Intervention de Odette Terrade

Réunion du 15 octobre 2010 à 21h30
Réforme des retraites — Article 23

Photo de Odette TerradeOdette Terrade :

Monsieur le ministre, puisque vous refusez de l’entendre, je vous le répète, comme l’ont fait mes collègues avant moi : votre réforme est injuste pour les femmes.

L’article 23 en fournit malheureusement une parfaite illustration, car il remet en cause le dispositif de départ anticipé à la retraite destiné aux fonctionnaires parents d’au moins trois enfants et ayant effectué quinze années de services.

Il est certain que ce dispositif va à l’encontre de votre volonté de repousser de deux ans l’âge de départ à la retraite. Pourquoi s’embarrasser de cet obstacle à votre entreprise de casse des acquis sociaux, d’autant qu’il s’agit d’un avantage réservé, de fait, aux femmes, fonctionnaires de surcroît !

Après les majorations de durée de cotisation, c’est maintenant le départ anticipé à la retraite : vous n’avez de cesse d’abolir les dispositions sociales tendant à réparer les injustices professionnelles que les femmes subissent tout au long de leur carrière.

Chaque année, 15 000 personnes bénéficiaient de ce dispositif, conçu à l’origine pour favoriser la natalité et que vous souhaitez, selon vos propres propos, supprimer au nom de l’équité. Selon vous, il faut absolument effacer toutes les spécificités ou plutôt, devrais-je dire, les supposés avantages dont bénéficieraient les fonctionnaires.

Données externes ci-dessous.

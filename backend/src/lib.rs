//! # Rebate engine - declarative transformation of tabular rebate records
//!
//! The engine reads spreadsheet extracts, reshapes every record through a
//! user-authored transformer configuration, resolves ambiguous values against
//! growable reference tables (asking a human when a value is unknown), writes
//! CSV output and reconciles it against previously accepted records.
//!
//! ## Architecture
//!
//! ```text
//! ┌─────────────┐     ┌─────────────┐     ┌─────────────┐     ┌─────────────┐
//! │  Workbooks  │────▶│  Pipeline   │────▶│     CSV     │────▶│  Reconcile  │
//! │ (per group) │     │ (DSL + refs)│     │ destination │     │  vs truth   │
//! └─────────────┘     └─────────────┘     └─────────────┘     └─────────────┘
//!                            │ ▲
//!                      question│ │answer
//!                            ▼ │
//!                     ┌─────────────┐
//!                     │   Runner    │◀──── CLI / HTTP control
//!                     └─────────────┘
//! ```
//!
//! ## Quick Start
//!
//! ```rust,ignore
//! use rebate_engine::{Engine, EngineOptions, Event, Quarter, RunSettings, Status};
//!
//! #[tokio::main]
//! async fn main() {
//!     let (engine, _task) = Engine::spawn(EngineOptions::default());
//!     let mut events = engine.subscribe();
//!     engine.start(RunSettings::new("data", 2024, Quarter::new(1).unwrap())).unwrap();
//!
//!     while let Ok(event) = events.recv().await {
//!         match event {
//!             Event::Question { question } => engine.answer(question.hash, None).unwrap(),
//!             Event::Status { status } if status.is_terminal() => break,
//!             Event::Status { .. } => {}
//!         }
//!     }
//! }
//! ```
//!
//! ## Modules
//!
//! - [`error`] - Hierarchical error types
//! - [`models`] - Rows, tables, quarters and run results
//! - [`parser`] - CSV reading and writing with auto-detection
//! - [`transform`] - DSL, transformer configuration and pipeline
//! - [`reference`] - Reference tables and the ask-once resolution flow
//! - [`ask`] - Question broker between the engine and a human
//! - [`io`] - Workbook sources and CSV destinations
//! - [`validation`] - Transformer schema validation
//! - [`reconcile`] - Comparison of output against accepted records
//! - [`runner`] - Run orchestration and status machine
//! - [`report`] - Text report of a finished run
//! - [`api`] - HTTP API server and log stream

// Core modules
pub mod error;
pub mod models;

// Parsing
pub mod parser;

// Transformation
pub mod transform;

// References
pub mod ask;
pub mod reference;

// Sources and destinations
pub mod io;

// Validation
pub mod validation;

// Reconciliation
pub mod reconcile;

// Orchestration
pub mod report;
pub mod runner;

// HTTP API
pub mod api;

// =============================================================================
// Re-exports - Error types
// =============================================================================

pub use error::{
    ConfigError, CsvError, EvalError, PipelineError, ReferenceError, RunError, SchemaViolation,
};

// =============================================================================
// Re-exports - Models
// =============================================================================

pub use models::{
    ColumnIndex, ConfigFailure, DiscrepancyResult, IgnoredRow, Quarter, Row, RunResult,
    RunResults, Table,
};

// =============================================================================
// Re-exports - Validation
// =============================================================================

pub use validation::{is_valid, validate, validate_transformer, TRANSFORMER_SCHEMA};

// =============================================================================
// Re-exports - CSV Parsing
// =============================================================================

pub use parser::{
    decode_content, detect_delimiter, detect_encoding, parse_bytes_auto, read_file_auto,
    CsvDocument, Record,
};

// =============================================================================
// Re-exports - Transformation
// =============================================================================

pub use transform::dsl::{
    operations_description, CellTransformation, RowTransformation, SkippedRow,
    TableTransformation,
};
pub use transform::{Context, TransformerConfig};
pub use transform::pipeline::{PipelineOptions, PipelineOutput};

// =============================================================================
// Re-exports - References
// =============================================================================

pub use ask::{Asker, NoAnswer, Question, QuestionBroker};
pub use reference::{ReferenceStore, ReferenceTable};

// =============================================================================
// Re-exports - Orchestration
// =============================================================================

pub use reconcile::{compare, compare_directory, compare_files, CompareOptions};
pub use runner::{Engine, EngineHandle, EngineOptions, Event, RunSettings, Status};

// Server
pub mod server {
    pub use crate::api::server::{router, start_server};
}
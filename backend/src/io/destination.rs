//! Destinations: write the final table.

use std::path::{Path, PathBuf};

use tracing::info;

use crate::error::PipelineResult;
use crate::models::Table;
use crate::parser;
use crate::transform::config::Destination;

/// File a destination writes for the named transformer.
pub fn destination_path(destination: &Destination, directory: &Path, name: &str) -> PathBuf {
    match destination {
        Destination::Csv { group, subgroup } => directory.join(group).join(subgroup).join(format!("{}.csv", name)),
    }
}

/// Write `table` (header row included) and return the path written.
pub async fn write_destination(
    destination: &Destination,
    directory: &Path,
    name: &str,
    table: &Table,
) -> PipelineResult<PathBuf> {
    let path = destination_path(destination, directory, name);
    parser::write_file(&path, &table.to_grid()).await?;
    info!(path = %path.display(), rows = table.len().saturating_sub(1), "Destination written");
    Ok(path)
}

#[cfg(test)]
mod tests {
    use super::*;

    #[tokio::test]
    async fn test_write_csv_destination() {
        let dir = tempfile::tempdir().unwrap();
        let destination = Destination::Csv {
            group: "acme".into(),
            subgroup: "east".into(),
        };
        let table = Table::from_grid(
            "out",
            vec![
                vec!["id".to_string(), "total".to_string()],
                vec!["1".to_string(), "$10.00".to_string()],
            ],
        );

        let path = write_destination(&destination, dir.path(), "acme-east", &table).await.unwrap();
        assert_eq!(path, dir.path().join("acme/east/acme-east.csv"));
        assert_eq!(std::fs::read_to_string(path).unwrap(), "id,total\n1,$10.00\n");
    }
}
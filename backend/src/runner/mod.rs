//! Run orchestration.
//!
//! A run loads every transformer under `transformers/`, executes them one
//! after the other against a shared [`Context`](crate::transform::Context),
//! optionally scores the output against `truth/`, and reports its progress
//! as a status machine:
//!
//! ```text
//! idle ─start─▶ loading ─▶ running(progress) ─▶ loading ─▶ done | error
//!   ▲                                                        │
//!   └──────────────────────── cancel ────────────────────────┘
//! ```
//!
//! The engine is an actor: callers talk to it through an [`EngineHandle`]
//! (control messages in, [`Event`]s out) and never share its state.

pub mod engine;
pub mod settings;

use serde::{Deserialize, Serialize};

use crate::ask::Question;
use crate::models::RunResults;

pub use engine::{Engine, EngineHandle, EngineOptions};
pub use settings::{RunSettings, TestingSettings};

/// Where the engine is in a run.
#[derive(Debug, Clone, PartialEq, Serialize, Deserialize)]
#[serde(tag = "type", rename_all = "snake_case")]
pub enum Status {
    Idle,
    Loading {
        #[serde(default, skip_serializing_if = "Option::is_none")]
        message: Option<String>,
    },
    Running {
        /// Fraction of transformers started, in `[0, 1]`.
        progress: f64,
    },
    Done {
        results: RunResults,
    },
    Error {
        message: String,
        /// Whatever finished before the failure
        results: RunResults,
    },
}

impl Status {
    pub fn loading(message: impl Into<String>) -> Self {
        Status::Loading {
            message: Some(message.into()),
        }
    }

    /// Whether the status ends a run.
    pub fn is_terminal(&self) -> bool {
        matches!(self, Status::Idle | Status::Done { .. } | Status::Error { .. })
    }
}

/// Messages sent by the engine.
#[derive(Debug, Clone, PartialEq, Serialize, Deserialize)]
#[serde(tag = "type", rename_all = "snake_case")]
pub enum Event {
    Status { status: Status },
    Question { question: Question },
}

/// Messages understood by the engine.
#[derive(Debug, Clone, PartialEq, Serialize, Deserialize)]
#[serde(tag = "type", rename_all = "snake_case")]
pub enum Control {
    Start { settings: RunSettings },
    Answer { hash: String, answer: Option<String> },
    IgnoreAll,
    Cancel,
    Exit,
}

En revanche, vous avez décidé de geler la contribution de l’État employeur au financement de la retraite de ses agents. Cette mesure montre bien que tous les efforts d’ajustement liés à l’augmentation des dépenses de retraites sont réclamés aux seuls fonctionnaires, notamment aux femmes. Décidément, vous ne respectez rien, et votre volonté de réformer à tour de bras, au profit des plus privilégiés, ne connaît aucune limite.

Par cet article, vous mettez à mal les choix et les projets de vie de milliers de femmes fonctionnaires et mères de famille, déjà pénalisées de facto par les congés parentaux et les temps partiels.

La fixation au 1er janvier 2012 de la date butoir pour la fermeture du droit au départ anticipé à la retraite va encore aggraver la situation des femmes en matière de retraite. Par l’application du principe générationnel, ce dispositif couperet remet brutalement en cause un droit. Cela conduit à calculer les droits en fonction non plus de l’année de leur acquisition, mais de celle où l’assuré atteint sa soixantième année.

Ce dispositif durcit également les conditions de départ à la retraite dans le cadre de la période transitoire.

Ces considérations justifient le rejet d’un article qui entretient l’opposition entre secteur public et secteur privé. En réalité, il va effectivement placer les deux secteurs en situation d’égalité, en ce que les femmes, qu’elles soient fonctionnaires ou non, sont toutes fortement pénalisées par votre réforme. Toutes en sont les victimes ! Il faut vraiment méconnaître la réalité de la situation des femmes dans notre société pour envisager sereinement, comme vous le faites, une telle perspective, et ne pas entendre l’expression du désarroi de toutes ces femmes fonctionnaires.

Vous avez prévu un mécanisme de lissage qui maquille un peu mieux la mesure, sans rien changer au fond.

Si la possibilité de partir de façon anticipée restera ouverte après 2012, les conditions financières de ce départ seront telles, étant donné que le mécanisme de décote réduira d’environ 30 % le montant de la pension, que, pour éviter d’être trop pénalisées, de nombreuses fonctionnaires seront contraintes de partir avant le 1er juillet 2011. L’extinction totale du dispositif est toujours prévue, et les mesures transitoires, très défavorables financièrement, demeurent inchangées.

La suppression de la possibilité de départ anticipé à la retraite va conduire la majeure partie des femmes fonctionnaires à faire des choix difficiles, à renoncer, peut-être, à une carrière. De nombreuses femmes ont fait des choix de vie en essayant de concilier au mieux leur activité professionnelle et leur vie familiale. Elles ont parfois orienté leurs choix en fonction des dispositions relatives aux conditions de départ à la retraite. C’est à toutes ces femmes que vous tournez le dos sans leur donner plus d’explications.

Au nom de toutes ces femmes qui font le choix de travailler et de vivre mieux, qui font le choix de s’opposer à la domination masculine dans notre société et qui, au final, font le choix de plus de liberté et de démocratie, je m’oppose à cet article.